● WHAT THE EXERCISE ASKS
Restate all of the entries verbatim.

● EXERCISE DATA
· · · · ·
impl<S: KeyValueStore> BudgetStore<S> {
    /// Load persisted state from `store`. Missing or corrupt data gives an
    /// empty budget.
    pub fn load(store: S) -> Self {
        let persistence = Persistence::new(store);
        let materials = persistence.load_materials();
        let last_saved = persistence.load_timestamp();

        tracing::info!(
            count = materials.len(),
            last_saved = ?last_saved,
            "budget loaded"
        );

        Self {
            materials,
            last_saved,
            persistence,
        }
    }

    // ========================================================================
    // READ ACCESS
    // ========================================================================

    pub fn materials(&self) -> &[Material] {
        &self.materials
    }

    pub fn get(&self, id: MaterialId) -> Option<&Material> {
        self.materials.iter().find(|m| m.id == id)
    }

    pub fn len(&self) -> usize {
        self.materials.len()
    }

    pub fn is_empty(&self) -> bool {
        self.materials.is_empty()
    }

    pub fn last_saved(&self) -> Option<DateTime<Utc>> {
        self.last_saved
    }

    #[cfg(test)]
    pub(crate) fn persistence(&self) -> &Persistence<S> {
        &self.persistence
    }

    /// Sum of price * quantity over selected materials. Saturates at
    /// `Decimal::MAX` instead of overflowing.
    pub fn calculate_total(&self) -> Decimal {
        self.materials
            .iter()
            .fold(Decimal::ZERO, |total, m| total.saturating_add(m.selected_total()))
    }

    pub fn selected_count(&self) -> usize {
        self.materials.iter().filter(|m| m.is_selected).count()
    }

    pub fn view(&self, now: DateTime<Utc>) -> BudgetView<'_> {
        BudgetView {
            materials: &self.materials,
            last_saved_display: format_last_saved(self.last_saved, now),
            total: self.calculate_total(),
        }
    }

    pub fn export_snapshot(&self) -> ExportSnapshot {
        self.export_snapshot_at(Utc::now())
    }

    pub fn export_snapshot_at(&self, now: DateTime<Utc>) -> ExportSnapshot {
        ExportSnapshot {
            materials: self.materials.clone(),
            export_date: now,
            total_budget: self.calculate_total(),
            selected_materials: self.selected_count(),
        }
    }

    // ========================================================================
    // MUTATIONS
    // ========================================================================

    /// Append a new material. Returns its id, or `None` when the name is
    /// blank, the price is not positive or no id is left.
    pub fn add_material(&mut self, name: &str, price: Decimal) -> Option<MaterialId> {
        let name = validate_input(name, price)?;
        let Some(id) = next_id(&self.materials) else {
            tracing::warn!("material ids exhausted, add ignored");
            return None;
        };

        self.materials.push(Material::new(id, name, price));
        tracing::debug!(id, name, %price, "material added");
        self.persist();

        Some(id)
    }

    /// Replace name and price in place; quantity and selection are kept
    pub fn edit_material(&mut self, id: MaterialId, name: &str, price: Decimal) -> bool {
        let Some(name) = validate_input(name, price) else {
            return false;
        };
        let Some(material) = self.materials.iter_mut().find(|m| m.id == id) else {
            return false;
        };
        if price.checked_mul(Decimal::from(material.quantity)).is_none() {
            tracing::debug!(id, %price, "line total out of range, edit ignored");
            return false;
        }

        material.name = name.to_string();
        material.price = price;
        self.persist();
        true
    }

    pub fn remove_material(&mut self, id: MaterialId) -> bool {
        let before = self.materials.len();
        self.materials.retain(|m| m.id != id);
        if self.materials.len() == before {
            return false;
        }

        self.persist();
        true
    }

    pub fn toggle_selected(&mut self, id: MaterialId) -> bool {
        let Some(material) = self.materials.iter_mut().find(|m| m.id == id) else {
            return false;
        };

        material.is_selected = !material.is_selected;
        self.persist();
        true
    }

    /// Set the quantity exactly. Values below 1 are ignored.
    pub fn set_quantity(&mut self, id: MaterialId, quantity: i64) -> bool {
        if quantity < 1 {
            return false;
        }
        let Ok(quantity) = u32::try_from(quantity) else {
            tracing::debug!(id, quantity, "quantity out of range, ignored");
            return false;
        };
        let Some(material) = self.materials.iter_mut().find(|m| m.id == id) else {
            return false;
        };
        if material.price.checked_mul(Decimal::from(quantity)).is_none() {
            tracing::debug!(id, quantity, "line total out of range, ignored");
            return false;
        }

        material.quantity = quantity;
        self.persist();
        true
    }

    pub fn increment_quantity(&mut self, id: MaterialId) -> bool {
        let Some(current) = self.get(id).map(|m| m.quantity) else {
            return false;
        };
        self.set_quantity(id, i64::from(current) + 1)
    }

    /// Same rule as [`BudgetStore::set_quantity`], so it stops at 1
    pub fn decrement_quantity(&mut self, id: MaterialId) -> bool {
        let Some(current) = self.get(id).map(|m| m.quantity) else {
            return false;
        };
        self.set_quantity(id, i64::from(current) - 1)
    }

    /// Empty the budget and erase both persisted records. Irreversible, so
    /// nothing happens unless the user confirmed.
    pub fn clear_all(&mut self, confirmation: Confirmation) -> bool {
        if confirmation != Confirmation::Confirmed {
            return false;
        }

        self.materials.clear();
        self.last_saved = None;
        self.persistence.clear();
        tracing::info!("budget cleared");
        true
    }

    fn persist(&mut self) {
        let written = if self.materials.is_empty() {
            // No stale list may survive a restart once the last item is gone
            self.persistence.remove_materials()
        } else {
            self.persistence.save_materials(&self.materials)
        };

        if written {
            let now = Utc::now();
            self.last_saved = Some(now);
            self.persistence.save_timestamp(now);
        }
    }
}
· · · · ·
● EXPECTED ANSWER
impl<S: KeyValueStore> BudgetStore<S> {
    /// Load persisted state from `store`. Missing or corrupt data gives an
    /// empty budget.
    pub fn load(store: S) -> Self {
        let persistence = Persistence::new(store);
        let materials = persistence.load_materials();
        let last_saved = persistence.load_timestamp();

        tracing::info!(
            count = materials.len(),
            last_saved = ?last_saved,
            "budget loaded"
        );

        Self {
            materials,
            last_saved,
            persistence,
        }
    }

    // ========================================================================
    // READ ACCESS
    // ========================================================================

    pub fn materials(&self) -> &[Material] {
        &self.materials
    }

    pub fn get(&self, id: MaterialId) -> Option<&Material> {
        self.materials.iter().find(|m| m.id == id)
    }

    pub fn len(&self) -> usize {
        self.materials.len()
    }

    pub fn is_empty(&self) -> bool {
        self.materials.is_empty()
    }

    pub fn last_saved(&self) -> Option<DateTime<Utc>> {
        self.last_saved
    }

    #[cfg(test)]
    pub(crate) fn persistence(&self) -> &Persistence<S> {
        &self.persistence
    }

    /// Sum of price * quantity over selected materials. Saturates at
    /// `Decimal::MAX` instead of overflowing.
    pub fn calculate_total(&self) -> Decimal {
        self.materials
            .iter()
            .fold(Decimal::ZERO, |total, m| total.saturating_add(m.selected_total()))
    }

    pub fn selected_count(&self) -> usize {
        self.materials.iter().filter(|m| m.is_selected).count()
    }

    pub fn view(&self, now: DateTime<Utc>) -> BudgetView<'_> {
        BudgetView {
            materials: &self.materials,
            last_saved_display: format_last_saved(self.last_saved, now),
            total: self.calculate_total(),
        }
    }

    pub fn export_snapshot(&self) -> ExportSnapshot {
        self.export_snapshot_at(Utc::now())
    }

    pub fn export_snapshot_at(&self, now: DateTime<Utc>) -> ExportSnapshot {
        ExportSnapshot {
            materials: self.materials.clone(),
            export_date: now,
            total_budget: self.calculate_total(),
            selected_materials: self.selected_count(),
        }
    }

    // ========================================================================
    // MUTATIONS
    // ========================================================================

    /// Append a new material. Returns its id, or `None` when the name is
    /// blank, the price is not positive or no id is left.
    pub fn add_material(&mut self, name: &str, price: Decimal) -> Option<MaterialId> {
        let name = validate_input(name, price)?;
        let Some(id) = next_id(&self.materials) else {
            tracing::warn!("material ids exhausted, add ignored");
            return None;
        };

        self.materials.push(Material::new(id, name, price));
        tracing::debug!(id, name, %price, "material added");
        self.persist();

        Some(id)
    }

    /// Replace name and price in place; quantity and selection are kept
    pub fn edit_material(&mut self, id: MaterialId, name: &str, price: Decimal) -> bool {
        let Some(name) = validate_input(name, price) else {
            return false;
        };
        let Some(material) = self.materials.iter_mut().find(|m| m.id == id) else {
            return false;
        };
        if price.checked_mul(Decimal::from(material.quantity)).is_none() {
            tracing::debug!(id, %price, "line total out of range, edit ignored");
            return false;
        }

        material.name = name.to_string();
        material.price = price;
        self.persist();
        true
    }

    pub fn remove_material(&mut self, id: MaterialId) -> bool {
        let before = self.materials.len();
        self.materials.retain(|m| m.id != id);
        if self.materials.len() == before {
            return false;
        }

        self.persist();
        true
    }

    pub fn toggle_selected(&mut self, id: MaterialId) -> bool {
        let Some(material) = self.materials.iter_mut().find(|m| m.id == id) else {
            return false;
        };

        material.is_selected = !material.is_selected;
        self.persist();
        true
    }

    /// Set the quantity exactly. Values below 1 are ignored.
    pub fn set_quantity(&mut self, id: MaterialId, quantity: i64) -> bool {
        if quantity < 1 {
            return false;
        }
        let Ok(quantity) = u32::try_from(quantity) else {
            tracing::debug!(id, quantity, "quantity out of range, ignored");
            return false;
        };
        let Some(material) = self.materials.iter_mut().find(|m| m.id == id) else {
            return false;
        };
        if material.price.checked_mul(Decimal::from(quantity)).is_none() {
            tracing::debug!(id, quantity, "line total out of range, ignored");
            return false;
        }

        material.quantity = quantity;
        self.persist();
        true
    }

    pub fn increment_quantity(&mut self, id: MaterialId) -> bool {
        let Some(current) = self.get(id).map(|m| m.quantity) else {
            return false;
        };
        self.set_quantity(id, i64::from(current) + 1)
    }

    /// Same rule as [`BudgetStore::set_quantity`], so it stops at 1
    pub fn decrement_quantity(&mut self, id: MaterialId) -> bool {
        let Some(current) = self.get(id).map(|m| m.quantity) else {
            return false;
        };
        self.set_quantity(id, i64::from(current) - 1)
    }

    /// Empty the budget and erase both persisted records. Irreversible, so
    /// nothing happens unless the user confirmed.
    pub fn clear_all(&mut self, confirmation: Confirmation) -> bool {
        if confirmation != Confirmation::Confirmed {
            return false;
        }

        self.materials.clear();
        self.last_saved = None;
        self.persistence.clear();
        tracing::info!("budget cleared");
        true
    }

    fn persist(&mut self) {
        let written = if self.materials.is_empty() {
            // No stale list may survive a restart once the last item is gone
            self.persistence.remove_materials()
        } else {
            self.persistence.save_materials(&self.materials)
        };

        if written {
            let now = Utc::now();
            self.last_saved = Some(now);
            self.persistence.save_timestamp(now);
        }
    }
}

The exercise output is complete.